Progress In The Casa Materna

Another week of adventure and making progress sometimes slowly, but definitely surely! This week hasn’t been as adventurous as last week when Kennet was here; we took the opportunity to travel around the lake visiting other towns and hiking around the mountains (with my new Solar BakPak that he gave me!!)  and finding the places with the best food and coffee. Although he’s now back home working in Honduras, he continues to be of help from afar with details such as finding the best pricing for lighting and curtains which he will bring to us next month.

Passing by the San Juan museum
Hiking the Cerro de la Cruz of San Juan


This week I traveled with Merlyn and Lesbia about two hours away Xela where were were able to find a lot of supplies still needed. Although we are extremely fortunate to already have some big items in the casa such as hospital beds, cribs, and exam tables, there is a still a lot needed to complete our supply closet. We are almost completely ready now with just a few items needing to be bought in in the US for cost-effectiveness. A missionary team coming from Erica’s church at the beginning of next month has been so kind to bring us these items.

Progress in the Casa
All of our areas have now been assigned and we are organizing each room. Right now the municipality is only giving us the upstairs of the clinic as they are claiming to use the first level as a new location for their Centro de Salud. We are still hoping that they will decide to give it to us in the future as their current location is sufficient for their needs and we could expand greatly our program and host teams that come to serve and educate the people of these communities. Upstairs we currently have the waiting area, bathrooms, a birthing room, a newborn exam room, the prenatal care room, the staff lounge, the administration office, the prayer room, the pharmacy, the storage room, and two postpartum rooms with three beds each. We are very thankful even for this space and the rooftop space that we have which we hope to utilize in the near future. As well we have beautiful gardens and as mentioned before, space for a kitchen and laundry area.

Photos: Birthing room and the view from the windows- a small farm of cows and horses with avocado, coffee, and lime trees


This week we were told that we would have electricity, but this has yet to happen. We have had a surveillance camera installed, and Kennet has helped us to purchase LED bulbs which are 90% more energy efficient than regular light bulbs, so once the electricity is actually working it will be pretty exciting.

We continue to work with the municipality to get approval regarding the legal aspect of the functioning of the Casa so that we can can work with the Ministerio de Salud to have everything in legal order.

Jessica Oliveira
A new friend of mine and huge asset to the Casa project has been Jessica, a Physician’s Assistant who works with Saving Mothers. Erica introduced me to her as she’s been working here in Guatemala teaching birthing assistant classes to the comadronas (‘midwives‘) here. The curriculum she developed is a several month long program and she has been working in different parts of rural Guatemala, San Juan being one of them. She is currently living near Xela teaching her new school, and has been a help to me with things such as where to find certain supplies, electronic records and patient documentation, contacts to many local people who can assist us, and much more including the best places to eat and fun places around the lake to visit on the weekends 🙂 All of our casa staff have graduated from her school and the casa will be a place where new birthing assistants can come and gain experience.
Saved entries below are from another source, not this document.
//! SSA well-formedness checks.

use std::collections::{HashMap, HashSet};

use crate::arena::Handle;
use crate::error::IrError;
use crate::func::{Block, Function};
use crate::instr::{DerefKind, InstrKind, Value};
use crate::metadata::DomTree;
use crate::shader::Shader;

/// Checks every function of `shader`, returning the first violation found.
///
/// Unreachable blocks are only checked structurally, since dominance is
/// meaningless there.
pub fn validate(shader: &Shader) -> Result<(), IrError> {
    for (_, func) in shader.functions.iter() {
        validate_function(shader, func)?;
    }
    Ok(())
}

pub fn validate_function(shader: &Shader, func: &Function) -> Result<(), IrError> {
    let name = || func.name.clone().unwrap_or_else(|| "<unnamed>".into());
    let dom = DomTree::compute(func);
    let preds = func.predecessors();

    // Block membership and position of every instruction.
    let mut position = HashMap::new();
    for (block, data) in func.blocks.iter() {
        let mut seen_non_phi = false;
        for (index, &value) in data.instrs.iter().enumerate() {
            let Some(instr) = func.instrs.try_get(value) else {
                return Err(IrError::DanglingOperand {
                    function: name(),
                    user: value.index(),
                    operand: value.index(),
                });
            };
            if instr.block != block {
                return Err(IrError::BlockMismatch {
                    function: name(),
                    instr: value.index(),
                    listed: block.index(),
                    recorded: instr.block.index(),
                });
            }
            if instr.kind.is_phi() {
                if seen_non_phi {
                    return Err(IrError::MisplacedPhi {
                        function: name(),
                        phi: value.index(),
                    });
                }
            } else {
                seen_non_phi = true;
            }
            position.insert(value, (block, index));
        }
        for target in data.terminator.successors() {
            if !func.blocks.contains(target) {
                return Err(IrError::BadBranchTarget {
                    function: name(),
                    block: block.index(),
                    target: target.index(),
                });
            }
        }
    }

    let check_operand = |user: usize, operand: Value| -> Result<(), IrError> {
        match func.instrs.try_get(operand) {
            None => Err(IrError::DanglingOperand {
                function: name(),
                user,
                operand: operand.index(),
            }),
            Some(i) if i.def.is_none() => Err(IrError::MissingDef {
                function: name(),
                user,
                operand: operand.index(),
            }),
            Some(_) => Ok(()),
        }
    };

    let dominates_use = |def: Value, use_block: Handle<Block>, use_index: usize| {
        let Some(&(def_block, def_index)) = position.get(&def) else {
            return false;
        };
        if def_block == use_block {
            def_index < use_index
        } else {
            dom.dominates(def_block, use_block)
        }
    };

    for (block, data) in func.blocks.iter() {
        let reachable = dom.is_reachable(block);
        for (index, &value) in data.instrs.iter().enumerate() {
            let instr = &func.instrs[value];
            match &instr.kind {
                InstrKind::Phi(srcs) => {
                    let expected: HashSet<_> = preds
                        .get(&block)
                        .map(|p| p.iter().copied().filter(|&b| dom.is_reachable(b)).collect())
                        .unwrap_or_default();
                    let actual: HashSet<_> = srcs.iter().map(|s| s.pred).collect();
                    if reachable && (expected != actual || actual.len() != srcs.len()) {
                        return Err(IrError::PhiPredecessorMismatch {
                            function: name(),
                            phi: value.index(),
                            block: block.index(),
                        });
                    }
                    for src in srcs {
                        check_operand(value.index(), src.value)?;
                        let pred_end = func
                            .blocks
                            .try_get(src.pred)
                            .map_or(0, |b| b.instrs.len());
                        if reachable && !dominates_use(src.value, src.pred, pred_end) {
                            return Err(IrError::NotDominated {
                                function: name(),
                                user: value.index(),
                                operand: src.value.index(),
                            });
                        }
                    }
                }
                kind => {
                    for src in kind.srcs() {
                        check_operand(value.index(), src)?;
                        if reachable && !dominates_use(src, block, index) {
                            return Err(IrError::NotDominated {
                                function: name(),
                                user: value.index(),
                                operand: src.index(),
                            });
                        }
                    }
                    if let InstrKind::Deref(deref) = kind
                        && let DerefKind::Var(var) = deref.kind
                        && !shader.variables.contains(var)
                    {
                        return Err(IrError::DanglingVariable {
                            function: name(),
                            deref: value.index(),
                            variable: var.index(),
                        });
                    }
                }
            }
        }
        for src in data.terminator.srcs() {
            // Terminators report themselves as the block's last slot.
            let user = data.instrs.last().map_or(0, |v| v.index());
            check_operand(user, src)?;
            if reachable && !dominates_use(src, block, data.instrs.len()) {
                return Err(IrError::NotDominated {
                    function: name(),
                    user,
                    operand: src.index(),
                });
            }
        }
    }
    Ok(())
}

#[cfg(test)]
mod tests {
    use super::*;
    use crate::builder::Builder;
    use crate::func::Terminator;
    use crate::instr::{Def, PhiSrc};
    use crate::shader::Stage;

    #[test]
    fn straight_line_code_is_valid() {
        let mut shader = Shader::new(Stage::Compute);
        let entry = shader.entry().entry;
        let mut b = Builder::at_end(shader.entry_mut(), entry);
        let x = b.const_u32(1);
        let y = b.const_u32(2);
        b.iadd(x, y);
        assert_eq!(validate(&shader), Ok(()));
    }

    #[test]
    fn use_of_removed_value_is_reported() {
        let mut shader = Shader::new(Stage::Compute);
        let entry = shader.entry().entry;
        let mut b = Builder::at_end(shader.entry_mut(), entry);
        let x = b.const_u32(1);
        b.iadd(x, x);
        shader.entry_mut().remove_instr(x);
        assert!(matches!(
            validate(&shader),
            Err(IrError::DanglingOperand { .. })
        ));
    }

    #[test]
    fn use_before_def_is_reported() {
        let mut shader = Shader::new(Stage::Compute);
        let entry = shader.entry().entry;
        let func = shader.entry_mut();
        let x = Builder::at_end(func, entry).const_u32(1);
        Builder::at_end(func, entry).iadd(x, x);
        // Move the constant after its user.
        func.blocks[entry].instrs.retain(|&v| v != x);
        func.blocks[entry].instrs.push(x);
        assert!(matches!(
            validate(&shader),
            Err(IrError::NotDominated { .. })
        ));
    }

    #[test]
    fn phi_must_cover_every_predecessor() {
        let mut shader = Shader::new(Stage::Compute);
        let func = shader.entry_mut();
        let entry = func.entry;
        let left = func.add_block();
        let right = func.add_block();
        let join = func.add_block();
        let (cond, one) = {
            let mut b = Builder::at_end(func, entry);
            (b.const_bool(true), b.const_u32(1))
        };
        func.blocks[entry].terminator = Terminator::Branch {
            cond,
            then_block: left,
            else_block: right,
        };
        func.blocks[left].terminator = Terminator::Jump(join);
        func.blocks[right].terminator = Terminator::Jump(join);
        func.blocks[join].terminator = Terminator::Return(None);
        let phi = Builder::at_end(func, join).phi(
            join,
            vec![PhiSrc {
                pred: left,
                value: one,
            }],
            Def::U32,
        );
        assert!(matches!(
            validate(&shader),
            Err(IrError::PhiPredecessorMismatch { .. })
        ));

        let func = shader.entry_mut();
        if let InstrKind::Phi(srcs) = &mut func.instrs[phi].kind {
            srcs.push(PhiSrc {
                pred: right,
                value: one,
            });
        }
        assert_eq!(validate(&shader), Ok(()));
    }
}
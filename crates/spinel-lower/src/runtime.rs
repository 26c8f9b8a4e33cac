//! Runtime-data records and the lowering configuration.
//!
//! Values the target cannot read natively are fetched from a small constant
//! buffer the driver fills per draw or dispatch. The records below fix its
//! layout; field offsets come straight from `offset_of!`, so the compiler and
//! the driver can never disagree.

use std::mem::{offset_of, size_of};

use spinel_ir::{
    Alignment, ArraySize, Builder, Def, DescriptorBinding, ExplicitLayout, Handle, HowDeclared,
    Intrinsic, Mode, Scalar, Shader, Stage, SystemValue, SysvalSet, TypeInner, Value, VarData,
    Variable,
};

use crate::address::{AddressFormats, descriptor_address};

/// Runtime data of vertex, tessellation, geometry and fragment stages.
#[repr(C)]
#[derive(Clone, Copy, Debug, Default, PartialEq)]
pub struct VertexRuntimeData {
    pub first_vertex: u32,
    pub base_instance: u32,
    pub is_indexed_draw: u32,
    /// Bits 0..16 flip y, bits 16..32 flip z, one bit per viewport.
    pub yz_flip_mask: u32,
    pub draw_id: u32,
    pub viewport_width: f32,
    pub viewport_height: f32,
    pub view_index: u32,
    pub depth_bias: f32,
}

/// Runtime data of compute dispatches.
#[repr(C)]
#[derive(Clone, Copy, Debug, Default, PartialEq, Eq)]
pub struct ComputeRuntimeData {
    pub group_count_x: u32,
    pub group_count_y: u32,
    pub group_count_z: u32,
    pub padding0: u32,
    pub base_group_x: u32,
    pub base_group_y: u32,
    pub base_group_z: u32,
}

pub(crate) const FIRST_VERTEX: u32 = offset_of!(VertexRuntimeData, first_vertex) as u32;
pub(crate) const BASE_INSTANCE: u32 = offset_of!(VertexRuntimeData, base_instance) as u32;
pub(crate) const IS_INDEXED_DRAW: u32 = offset_of!(VertexRuntimeData, is_indexed_draw) as u32;
pub(crate) const YZ_FLIP_MASK: u32 = offset_of!(VertexRuntimeData, yz_flip_mask) as u32;
pub(crate) const DRAW_ID: u32 = offset_of!(VertexRuntimeData, draw_id) as u32;
pub(crate) const VIEWPORT_SIZE: u32 = offset_of!(VertexRuntimeData, viewport_width) as u32;
pub(crate) const VIEW_INDEX: u32 = offset_of!(VertexRuntimeData, view_index) as u32;
pub(crate) const GROUP_COUNT: u32 = offset_of!(ComputeRuntimeData, group_count_x) as u32;
pub(crate) const BASE_GROUP: u32 = offset_of!(ComputeRuntimeData, base_group_x) as u32;

/// Size in bytes of the runtime-data record a stage uses.
pub(crate) fn record_size(stage: Stage) -> u32 {
    match stage {
        Stage::Compute => size_of::<ComputeRuntimeData>() as u32,
        _ => size_of::<VertexRuntimeData>() as u32,
    }
}

/// How a clip-space axis is flipped.
#[derive(Clone, Copy, Debug, Default, PartialEq, Eq)]
pub enum FlipKind {
    #[default]
    None,
    Unconditional,
    /// Flip when the runtime `yz_flip_mask` has a bit of the configured
    /// viewport mask set.
    Conditional,
}

/// Clip-space y/z adjustment applied to the last pre-raster stage.
///
/// The conditional flips do not look at which viewport a primitive goes
/// to: the position is flipped when any viewport of `y_mask` (or
/// `z_mask`) has its bit set in the runtime mask. This is exact for
/// single-viewport pipelines only.
#[derive(Clone, Copy, Debug, PartialEq, Eq)]
pub struct YzFlip {
    pub y: FlipKind,
    pub z: FlipKind,
    /// Viewports whose y axis may be flipped.
    pub y_mask: u16,
    /// Viewports whose depth range may be inverted.
    pub z_mask: u16,
    /// The stage that feeds the rasterizer; earlier stages are left alone.
    pub last_pre_raster: Stage,
}

impl Default for YzFlip {
    fn default() -> Self {
        Self {
            y: FlipKind::None,
            z: FlipKind::None,
            y_mask: 0,
            z_mask: 0,
            last_pre_raster: Stage::Vertex,
        }
    }
}

/// What the target supports and how the driver binds its implicit buffers.
#[derive(Clone, Debug, PartialEq)]
pub struct RuntimeConf {
    /// Binding of the runtime-data buffer.
    pub runtime_data_cbv: DescriptorBinding,
    /// Binding of the buffer push constants move into.
    pub push_constant_cbv: DescriptorBinding,
    /// Vertex and instance ids start at zero for every draw.
    pub zero_based_vertex_instance_id: bool,
    /// Workgroup ids start at zero for every dispatch.
    pub zero_based_compute_workgroup_id: bool,
    /// Read the view index from runtime data instead of natively.
    pub lower_view_index: bool,
    pub yz_flip: YzFlip,
    /// System values the target reads natively.
    pub native_system_values: SysvalSet,
    pub address_formats: AddressFormats,
    /// Turn push-constant reads into loads from `push_constant_cbv`.
    pub push_constants_to_ubo: bool,
}

impl Default for RuntimeConf {
    fn default() -> Self {
        Self {
            runtime_data_cbv: DescriptorBinding::new(31, 0),
            push_constant_cbv: DescriptorBinding::new(30, 0),
            zero_based_vertex_instance_id: false,
            zero_based_compute_workgroup_id: false,
            lower_view_index: false,
            yz_flip: YzFlip::default(),
            native_system_values: SysvalSet::EMPTY
                .with(SystemValue::VertexIdZeroBase)
                .with(SystemValue::InstanceIdZeroBase)
                .with(SystemValue::WorkgroupIdZeroBase)
                .with(SystemValue::LocalInvocationId)
                .with(SystemValue::LocalInvocationIndex)
                .with(SystemValue::GlobalInvocationId)
                .with(SystemValue::FragCoord)
                .with(SystemValue::FrontFace)
                .with(SystemValue::SampleId)
                .with(SystemValue::ViewIndex),
            address_formats: AddressFormats::default(),
            push_constants_to_ubo: false,
        }
    }
}

const RUNTIME_DATA_NAME: &str = "runtime_data";

/// Declares the runtime-data buffer, once. Returns the existing declaration
/// when the shader already has one at the configured binding.
pub fn add_runtime_data_variable(shader: &mut Shader, conf: &RuntimeConf) -> Handle<Variable> {
    let existing = shader.variables.iter().find(|(_, v)| {
        v.mode == Mode::Ubo
            && v.data.binding == Some(conf.runtime_data_cbv)
            && v.data.how_declared == HowDeclared::Injected
    });
    if let Some((handle, _)) = existing {
        return handle;
    }

    let size = record_size(shader.stage());
    let u32_ty = shader.add_type(TypeInner::Scalar(Scalar::U32));
    let ty = shader.add_type(TypeInner::Array {
        base: u32_ty,
        size: ArraySize::Constant(size / 4),
        stride: 4,
    });
    log::debug!("declaring {size}-byte runtime data at {}", conf.runtime_data_cbv);
    shader.add_variable(Variable {
        name: Some(RUNTIME_DATA_NAME.into()),
        ty,
        mode: Mode::Ubo,
        init: None,
        data: VarData {
            binding: Some(conf.runtime_data_cbv),
            explicit: Some(ExplicitLayout {
                offset: 0,
                size,
                align: 16,
            }),
            how_declared: HowDeclared::Injected,
            ..VarData::default()
        },
    })
}

/// Emits a load of `def` from the runtime-data field at byte `offset`.
pub(crate) fn load_runtime_field(
    b: &mut Builder<'_>,
    conf: &RuntimeConf,
    offset: u32,
    def: Def,
) -> Value {
    // Runtime data is always addressed as an index/offset pair.
    let zero = b.const_u32(0);
    let (resource, base) = descriptor_address(b, conf.runtime_data_cbv, zero, Mode::Ubo);
    let address = b.iadd_imm(base, u64::from(offset));
    b.intrinsic(
        Intrinsic::LoadUbo {
            resource,
            offset: address,
            align: Alignment::new(4, 0),
            range_base: offset,
            range: def.byte_size(),
        },
        Some(def),
    )
}

#[cfg(test)]
mod tests {
    use super::*;

    #[test]
    fn record_layouts() {
        assert_eq!(FIRST_VERTEX, 0);
        assert_eq!(IS_INDEXED_DRAW, 8);
        assert_eq!(VIEWPORT_SIZE, 20);
        assert_eq!(size_of::<VertexRuntimeData>(), 36);
        assert_eq!(GROUP_COUNT, 0);
        assert_eq!(BASE_GROUP, 16);
        assert_eq!(record_size(Stage::Compute), 28);
    }

    #[test]
    fn runtime_variable_is_added_once() {
        let mut shader = Shader::new(Stage::Vertex);
        let conf = RuntimeConf::default();
        let first = add_runtime_data_variable(&mut shader, &conf);
        let second = add_runtime_data_variable(&mut shader, &conf);
        assert_eq!(first, second);
        assert_eq!(shader.variables.len(), 1);
        let var = &shader.variables[first];
        assert_eq!(var.data.binding, Some(DescriptorBinding::new(31, 0)));
        assert_eq!(var.data.explicit.map(|e| e.size), Some(36));
    }
}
This week we had a birth! Every time I attend a home birth with Lesbia (or in the Centro de Salud which unfortunately has near to no medical supplies) I am so thankful for the casa and its opening coming soon. Thankfully the mother and baby are both doing well now, but the birth was a little complicated. The first-time mother was having trouble getting her little one out despite the babe only being 6 pounds. Her heart rate began to drop dangerously low but we thankfully we were able to assist the mom to push her out just in time. She wasn’t breathing upon birth but the Ambu bag came to the rescue and we were able to resuscitate her. Within a short time she was breathing and began to cry a little over the next hour.
The photo is with Lesbia shortly after baby was cleaned up and doing well.


Global Health Media 
In my last year of nursing school, my community health professor showed our class these amazing educational videos. They are available in many languages and free to download which is absolutely amazing!  I remember thinking to myself that day in class, one day when I’m a community nurse I’m going to educate the people with these. Now all this time later, I was talking with Jes in Xela this week, and she reminded be about the videos and that there are many available about pregnancy, birth, and newborn care. I am so excited about these and how they will serve the people here!

Prayer Requests! 
-Permission for us to use entire clinic for our birthing center
-Legal aspects (working with municipality and Ministerio de Salud)
-Safety of the mother’s and babies in these communities
-An emergency vehicle for the Casa
– Alvarez- Cholotío Family: Lesbia and her husband Juan and their three daughters Elena, Oneida, and Cana (and new Pit Bull/Dalmatian pup Dolly) have welcomed into their family as their own. They have taught me about perseverance, servant-heartedness, and contentment in ways that I never imagined. My prayer is that God continues to bless them more than they can imagine for their hard work and service to their people.